Not only is Kim Wilde experiencing a renaissance in her pop career (recording with Nena Kerner, she of the ninety-nine red balloons), she has also established herself as a gardener, winning a coveted Chelsea Gold Medal Award in 2005 with her gardening 'buddy' Richard Lucas for their Cumbrian Fellside Garden.
Kim Wilde claims that splitting time between her pop and gardening careers is not as difficult as it sounds: she spends the winter recording and the spring and summer months in the garden. This isn't a conflict most of us have to face, sadly. I spoke to her while she was recording in Hamburg.
The appeal of Wilde's new book, 'The First-Time Gardener', is that it is clear and impasioned but it has also been written by someone who has had another life before gardening. So often one is duly impressed but overwhelmed by the knowledge of gardeners - so much that it is difficult to know where to start. Wilde leads the trembling virginal gardener gently into knowledge and experience.
She moved to Hertfordshire as a child, having lived in urban South-East London and talks of the culture change: seeing people grow and cook their own food, the school being very focused on the natural world, the sights, the smells. This remained a lasting influence.
She became a singer when she was twenty, which clearly took her into another environment altogether. However when her (first) pop career started to decline, she decided to bow out gracefully and moved back to Hertfordshire, where she converted a barn (with apologies to the barn owl who lived there before). She focused a lot of attention on the house but it wasn't until she was pregnant with her first child that she began to think about the garden.
Although we might mock them slightly now, she says she was very influenced by garden makeover shows, which were at the time a phenomenon - not least for garden centres. She started to plan her own garden, and was particularly influenced by Rosemay Verey's 'Garden Plans'.
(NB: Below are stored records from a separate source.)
//! # dioxus-placeholder
//!
//! A small framework for showing placeholder fillers while UI content loads.
//!
//! A [`Placeholder`](component::Placeholder) wraps any content and renders it
//! only once the caller's readiness flag says so; until then it renders one
//! of the built-in filler shapes (text rows, rectangle, circle, media block)
//! or a caller-supplied custom filler. Readiness flicker is smoothed by an
//! optional hide delay, and a one-shot latch can pin the content in place
//! after its first appearance.
//!
//! ## Core Concepts
//!
//! - [`ReadinessMachine`](machine::ReadinessMachine): the pure state machine
//!   that turns the readiness flag into a display decision and timer
//!   directives. No UI, no clock; trivially unit-testable.
//! - [`Placeholder`](component::Placeholder): the component that feeds prop
//!   changes into the machine, owns the single delayed-hide timer, and
//!   renders either the children or the filler.
//! - [`FillerKind`](fillers::FillerKind)/[`CustomFiller`](fillers::CustomFiller):
//!   the closed set of built-in shapes, and the escape hatch that replaces
//!   them.
//!
//! ## Example Usage
//!
//! ```rust
//! use dioxus::prelude::*;
//! use dioxus_placeholder::prelude::*;
//!
//! #[component]
//! fn Article(body: Option<String>) -> Element {
//!     rsx! {
//!         Placeholder {
//!             ready: body.is_some(),
//!             delay: 300u64,
//!             rows: 6,
//!             show_loading_animation: true,
//!             article { {body.clone().unwrap_or_default()} }
//!         }
//!     }
//! }
//! ```

pub mod component;
pub mod fillers;
pub mod machine;
pub mod utils;

/// Prelude module that re-exports commonly used types and traits.
///
/// # Example
///
/// ```rust
/// use dioxus_placeholder::prelude::*;
/// ```
pub mod prelude {
    pub use super::component::Placeholder;
    pub use super::fillers::{
        ConfigError, CustomFiller, FillerKind, FillerOptions, MediaBlock, RectShape,
        ResolvedFiller, RoundShape, TextBlock, TextRow, DEFAULT_COLOR, LOADING_ANIMATION_CLASS,
    };
    pub use super::machine::{Directive, DisplayState, ReadinessMachine};
    pub use super::utils::{join_class_names, CCStr};
}
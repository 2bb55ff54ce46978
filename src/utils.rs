use std::borrow::Borrow;
use std::convert::Infallible;

use serde::{Deserialize, Serialize};

pub async fn async_sleep(timeout_ms: u64) {
    tokio::time::sleep(tokio::time::Duration::from_millis(timeout_ms)).await
}

/// Space-joins CSS class names, dropping empty segments.
///
/// Order is preserved: callers rely on it when merging a custom filler's own
/// classes ahead of the computed ones.
pub fn join_class_names(parts: &[&str]) -> CCStr {
    let joined = parts
        .iter()
        .map(|part| part.trim())
        .filter(|part| !part.is_empty())
        .collect::<Vec<_>>()
        .join(" ");
    CCStr::from(joined)
}

// pub type CheapClone<T> = std::sync::Arc<T>;
pub type CheapClone<T> = std::rc::Rc<T>;

#[derive(Debug, PartialEq, Eq, PartialOrd, Ord, Hash, Default)]
pub struct CCStr(CheapClone<str>);
impl Clone for CCStr {
    fn clone(&self) -> Self {
        Self(CheapClone::clone(&self.0))
    }
}

impl CCStr {
    pub fn is_empty(&self) -> bool {
        self.0.is_empty()
    }
}

impl Serialize for CCStr {
    fn serialize<S>(&self, serializer: S) -> Result<S::Ok, S::Error>
    where
        S: serde::Serializer,
    {
        serializer.serialize_str(self.0.as_ref())
    }
}

impl<'de> Deserialize<'de> for CCStr {
    fn deserialize<D>(deserializer: D) -> Result<Self, D::Error>
    where
        D: serde::Deserializer<'de>,
    {
        String::deserialize(deserializer).map(|s| CCStr(CheapClone::from(s)))
    }
}

impl core::str::FromStr for CCStr {
    type Err = Infallible;

    fn from_str(s: &str) -> Result<Self, Self::Err> {
        Ok(CCStr(CheapClone::from(s)))
    }
}
impl From<String> for CCStr {
    fn from(value: String) -> Self {
        value.parse().unwrap()
    }
}
impl From<&String> for CCStr {
    fn from(value: &String) -> Self {
        value.parse().unwrap()
    }
}
impl From<&str> for CCStr {
    fn from(value: &str) -> Self {
        value.parse().unwrap()
    }
}
impl core::ops::Deref for CCStr {
    type Target = str;

    fn deref(&self) -> &Self::Target {
        self.0.as_ref()
    }
}
impl AsRef<str> for CCStr {
    fn as_ref(&self) -> &str {
        self.0.as_ref()
    }
}

impl core::fmt::Display for CCStr {
    fn fmt(&self, f: &mut std::fmt::Formatter<'_>) -> std::fmt::Result {
        self.0.fmt(f)
    }
}

impl Borrow<str> for CCStr {
    fn borrow(&self) -> &str {
        self.0.as_ref()
    }
}
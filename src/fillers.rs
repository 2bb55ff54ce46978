//! # Built-in filler shapes
//!
//! The filler renderer behind [`Placeholder`](crate::component::Placeholder):
//! a closed set of shape kinds ([`FillerKind`]) mapped to shape components,
//! plus the configuration-resolution step that merges class names, applies
//! the default tint and validates the caller's options before anything is
//! rendered.
//!
//! The state machine never sees any of this; it hands the Display Host a
//! resolved "show filler" decision and the filler renderer takes it from
//! there.

use dioxus::prelude::*;
use serde::{Deserialize, Serialize};

use crate::utils::{join_class_names, CCStr};

/// Default filler tint, used when the caller does not pick a color.
pub const DEFAULT_COLOR: &str = "#CDCDCD";

/// Class marking an animated filler; styling it is up to the embedding app.
pub const LOADING_ANIMATION_CLASS: &str = "show-loading-animation";

/// The closed enumeration of built-in filler shapes.
///
/// Serialized with the historical camelCase names (`text`, `textRow`, `rect`,
/// `round`, `media`) so configuration files keep working across ports.
#[derive(Debug, Clone, Copy, PartialEq, Eq, Default, Serialize, Deserialize)]
#[serde(rename_all = "camelCase")]
pub enum FillerKind {
    /// A block of text bar rows.
    #[default]
    Text,
    /// A single text bar row.
    TextRow,
    /// A filled rectangle.
    Rect,
    /// A filled circle.
    Round,
    /// A media block: round avatar next to text rows.
    Media,
}

impl FillerKind {
    pub fn name(self) -> &'static str {
        match self {
            Self::Text => "text",
            Self::TextRow => "textRow",
            Self::Rect => "rect",
            Self::Round => "round",
            Self::Media => "media",
        }
    }
}

impl core::fmt::Display for FillerKind {
    fn fmt(&self, f: &mut std::fmt::Formatter<'_>) -> std::fmt::Result {
        f.write_str(self.name())
    }
}

impl core::str::FromStr for FillerKind {
    type Err = ConfigError;

    fn from_str(s: &str) -> Result<Self, Self::Err> {
        Ok(match s {
            "text" => Self::Text,
            "textRow" => Self::TextRow,
            "rect" => Self::Rect,
            "round" => Self::Round,
            "media" => Self::Media,
            other => return Err(ConfigError::UnknownShape(other.to_string())),
        })
    }
}

/// A configuration that cannot be rendered.
///
/// Reported at the configuration boundary; the state machine itself never
/// fails.
#[derive(Debug, Clone, PartialEq, Eq, thiserror::Error)]
pub enum ConfigError {
    #[error("unknown filler shape `{0}` (expected one of: text, textRow, rect, round, media)")]
    UnknownShape(String),
    #[error("`kind` and `custom_placeholder` are mutually exclusive; supply only one of them")]
    AmbiguousFiller,
}

/// A caller-supplied filler node that replaces the built-in shapes.
///
/// Carries the node's own class list alongside the node so the Display Host
/// can merge the computed classes into it (own classes first, then computed)
/// without having to rewrite an opaque [`Element`].
#[derive(Clone, PartialEq)]
pub struct CustomFiller {
    class: Option<CCStr>,
    node: Element,
}

impl CustomFiller {
    pub fn new(node: Element) -> Self {
        Self { class: None, node }
    }

    /// Declares the classes the custom node considers its own.
    pub fn with_class(mut self, class: impl Into<CCStr>) -> Self {
        self.class = Some(class.into());
        self
    }
}

/// Everything the caller specified about the filler, before resolution.
#[derive(Clone, PartialEq, Default)]
pub struct FillerOptions {
    pub kind: Option<FillerKind>,
    pub custom: Option<CustomFiller>,
    pub color: Option<CCStr>,
    pub show_loading_animation: bool,
    pub class: Option<CCStr>,
    pub style: Option<CCStr>,
    pub rows: Option<u32>,
}

impl FillerOptions {
    /// Validates the options and resolves defaults.
    ///
    /// Supplying both a shape kind and a custom filler is a configuration
    /// error; everything else resolves: the kind defaults to
    /// [`FillerKind::Text`], the color to [`DEFAULT_COLOR`], and the
    /// loading-animation marker is folded into the class list ahead of the
    /// caller's own `class`.
    pub fn resolve(self) -> Result<ResolvedFiller, ConfigError> {
        if self.kind.is_some() && self.custom.is_some() {
            return Err(ConfigError::AmbiguousFiller);
        }

        let marker = if self.show_loading_animation {
            LOADING_ANIMATION_CLASS
        } else {
            ""
        };
        let caller_class = self.class.as_deref().unwrap_or("");

        if let Some(custom) = self.custom {
            let classes = join_class_names(&[
                custom.class.as_deref().unwrap_or(""),
                marker,
                caller_class,
            ]);
            return Ok(ResolvedFiller::Custom {
                node: custom.node,
                classes,
            });
        }

        Ok(ResolvedFiller::Shape {
            kind: self.kind.unwrap_or_default(),
            color: self
                .color
                .unwrap_or_else(|| CCStr::from(DEFAULT_COLOR)),
            classes: join_class_names(&[marker, caller_class]),
            style: self.style.unwrap_or_default(),
            rows: self.rows,
        })
    }
}

/// A validated filler, ready to render.
#[derive(Clone, PartialEq)]
pub enum ResolvedFiller {
    Shape {
        kind: FillerKind,
        color: CCStr,
        classes: CCStr,
        style: CCStr,
        rows: Option<u32>,
    },
    Custom {
        node: Element,
        classes: CCStr,
    },
}

impl ResolvedFiller {
    pub fn render(self) -> Element {
        match self {
            Self::Shape {
                kind,
                color,
                classes,
                style,
                rows,
            } => match kind {
                FillerKind::Text => rsx! {
                    TextBlock { color, rows: rows.unwrap_or(4), class: classes, style }
                },
                FillerKind::TextRow => rsx! {
                    TextRow { color, class: classes, style }
                },
                FillerKind::Rect => rsx! {
                    RectShape { color, class: classes, style }
                },
                FillerKind::Round => rsx! {
                    RoundShape { color, class: classes, style }
                },
                FillerKind::Media => rsx! {
                    MediaBlock { color, rows: rows.unwrap_or(3), class: classes, style }
                },
            },
            Self::Custom { node, classes } => rsx! {
                span { class: "{classes}", {node} }
            },
        }
    }
}

/// Renders a configuration error inline, in place of the filler.
pub(crate) fn render_config_error(error: &ConfigError) -> Element {
    rsx! {
        span { class: "placeholder-config-error text-error", "{error}" }
    }
}

fn text_row(color: &CCStr, width: &str, margin_top: &str) -> Element {
    rsx! {
        div {
            class: "text-row",
            style: "background-color: {color}; width: {width}; height: 1em; margin-top: {margin_top};",
        }
    }
}

/// `rows` text bar rows; the last row is narrowed when there is more than one.
#[component]
pub fn TextBlock(
    color: CCStr,
    #[props(default = 4)] rows: u32,
    #[props(default)] class: CCStr,
    #[props(default)] style: CCStr,
) -> Element {
    let class = join_class_names(&["text-block", &class]);
    rsx! {
        div { class: "{class}", style: if !style.is_empty() { "{style}" },
            for i in 0..rows {
                {
                    text_row(
                        &color,
                        if rows > 1 && i == rows - 1 { "80%" } else { "100%" },
                        if i == 0 { "0" } else { "0.7em" },
                    )
                }
            }
        }
    }
}

/// A single text bar row.
#[component]
pub fn TextRow(
    color: CCStr,
    #[props(default)] class: CCStr,
    #[props(default)] style: CCStr,
) -> Element {
    let class = join_class_names(&["text-row", &class]);
    rsx! {
        div {
            class: "{class}",
            style: "background-color: {color}; width: 100%; height: 1em; {style}",
        }
    }
}

/// A filled rectangle that takes all the space its parent gives it.
#[component]
pub fn RectShape(
    color: CCStr,
    #[props(default)] class: CCStr,
    #[props(default)] style: CCStr,
) -> Element {
    let class = join_class_names(&["rect-shape", &class]);
    rsx! {
        div {
            class: "{class}",
            style: "background-color: {color}; width: 100%; height: 100%; {style}",
        }
    }
}

/// A filled circle that takes all the space its parent gives it.
#[component]
pub fn RoundShape(
    color: CCStr,
    #[props(default)] class: CCStr,
    #[props(default)] style: CCStr,
) -> Element {
    let class = join_class_names(&["round-shape", &class]);
    rsx! {
        div {
            class: "{class}",
            style: "background-color: {color}; width: 100%; height: 100%; border-radius: 500rem; {style}",
        }
    }
}

/// A round avatar next to a block of text rows.
#[component]
pub fn MediaBlock(
    color: CCStr,
    #[props(default = 3)] rows: u32,
    #[props(default)] class: CCStr,
    #[props(default)] style: CCStr,
) -> Element {
    let class = join_class_names(&["media-block", &class]);
    rsx! {
        div { class: "{class}", style: "display: flex; {style}",
            div {
                class: "round-shape",
                style: "background-color: {color}; width: 55px; height: 55px; border-radius: 500rem; margin-right: 10px; flex-shrink: 0;",
            }
            div { style: "flex: 1 1 auto;",
                TextBlock { color: color.clone(), rows }
            }
        }
    }
}

#[cfg(test)]
mod tests {
    use super::*;

    fn shape_options() -> FillerOptions {
        FillerOptions::default()
    }

    #[test]
    fn defaults_resolve_to_gray_text() {
        let resolved = shape_options().resolve().unwrap();
        match resolved {
            ResolvedFiller::Shape {
                kind,
                color,
                classes,
                rows,
                ..
            } => {
                assert_eq!(kind, FillerKind::Text);
                assert_eq!(&*color, DEFAULT_COLOR);
                assert!(classes.is_empty());
                assert_eq!(rows, None);
            }
            ResolvedFiller::Custom { .. } => panic!("expected a shape filler"),
        }
    }

    #[test]
    fn marker_precedes_caller_class() {
        let resolved = FillerOptions {
            show_loading_animation: true,
            class: Some(CCStr::from("foo")),
            ..shape_options()
        }
        .resolve()
        .unwrap();
        match resolved {
            ResolvedFiller::Shape { classes, .. } => {
                assert_eq!(&*classes, "show-loading-animation foo");
            }
            ResolvedFiller::Custom { .. } => panic!("expected a shape filler"),
        }
    }

    #[test]
    fn custom_filler_merges_own_classes_first() {
        let resolved = FillerOptions {
            custom: Some(CustomFiller::new(VNode::empty()).with_class("own-class")),
            show_loading_animation: true,
            class: Some(CCStr::from("foo")),
            ..shape_options()
        }
        .resolve()
        .unwrap();
        match resolved {
            ResolvedFiller::Custom { classes, .. } => {
                assert_eq!(&*classes, "own-class show-loading-animation foo");
            }
            ResolvedFiller::Shape { .. } => panic!("expected a custom filler"),
        }
    }

    #[test]
    fn custom_filler_ignores_color() {
        // `color` only applies to shape fillers; a custom node paints itself.
        let resolved = FillerOptions {
            custom: Some(CustomFiller::new(VNode::empty())),
            color: Some(CCStr::from("#FF0000")),
            ..shape_options()
        }
        .resolve();
        assert!(matches!(resolved, Ok(ResolvedFiller::Custom { .. })));
    }

    #[test]
    fn kind_and_custom_are_mutually_exclusive() {
        let resolved = FillerOptions {
            kind: Some(FillerKind::Rect),
            custom: Some(CustomFiller::new(VNode::empty())),
            ..shape_options()
        }
        .resolve();
        assert_eq!(resolved.err(), Some(ConfigError::AmbiguousFiller));
    }

    #[test]
    fn shape_names_round_trip() {
        for kind in [
            FillerKind::Text,
            FillerKind::TextRow,
            FillerKind::Rect,
            FillerKind::Round,
            FillerKind::Media,
        ] {
            assert_eq!(kind.name().parse::<FillerKind>(), Ok(kind));
        }
    }

    #[test]
    fn unknown_shape_name_is_rejected() {
        let err = "blob".parse::<FillerKind>().unwrap_err();
        assert_eq!(err, ConfigError::UnknownShape("blob".to_string()));
        assert!(err.to_string().contains("textRow"));
    }
}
It was Wilde's gardener who suggested she should try a couple of courses at Capel Manor in Enfield, which were revelatory, leading eventually to a year's course in Garden Design. She had some particularly inspiring tutors and found she had a genuine passion for the subject, which led last year to her winning a gold medal at Chelsea. She talks about this as if it started off as a bit of a pipedream - she and Richard Lucas didn't think their plans would be accepted in the first place.
Wilde's favourite plants are those that need little looking after and she cites lavender, box and roses in her list of top plants. And, like many professional gardeners, along with the RHS, is committed to gardening with wildlife.
The book is accessible yet informed and designed for the person who wants to know where to start. She says you can't get away from planning the garden but if you want immediate impact, or to get ideas that might translate into the rest of your garden, you should use containers. Don't plant anywhere in the garden. It pays to plan.
I have too many gardening books, acquired in those early spring months when plants and gardening hopes start to bud but which languish in the autumn and winter. However this is an optimistic book, written by someone who evidently has a passion for gardens and for life.
I'm off to dig up and rearrange some plants (oops).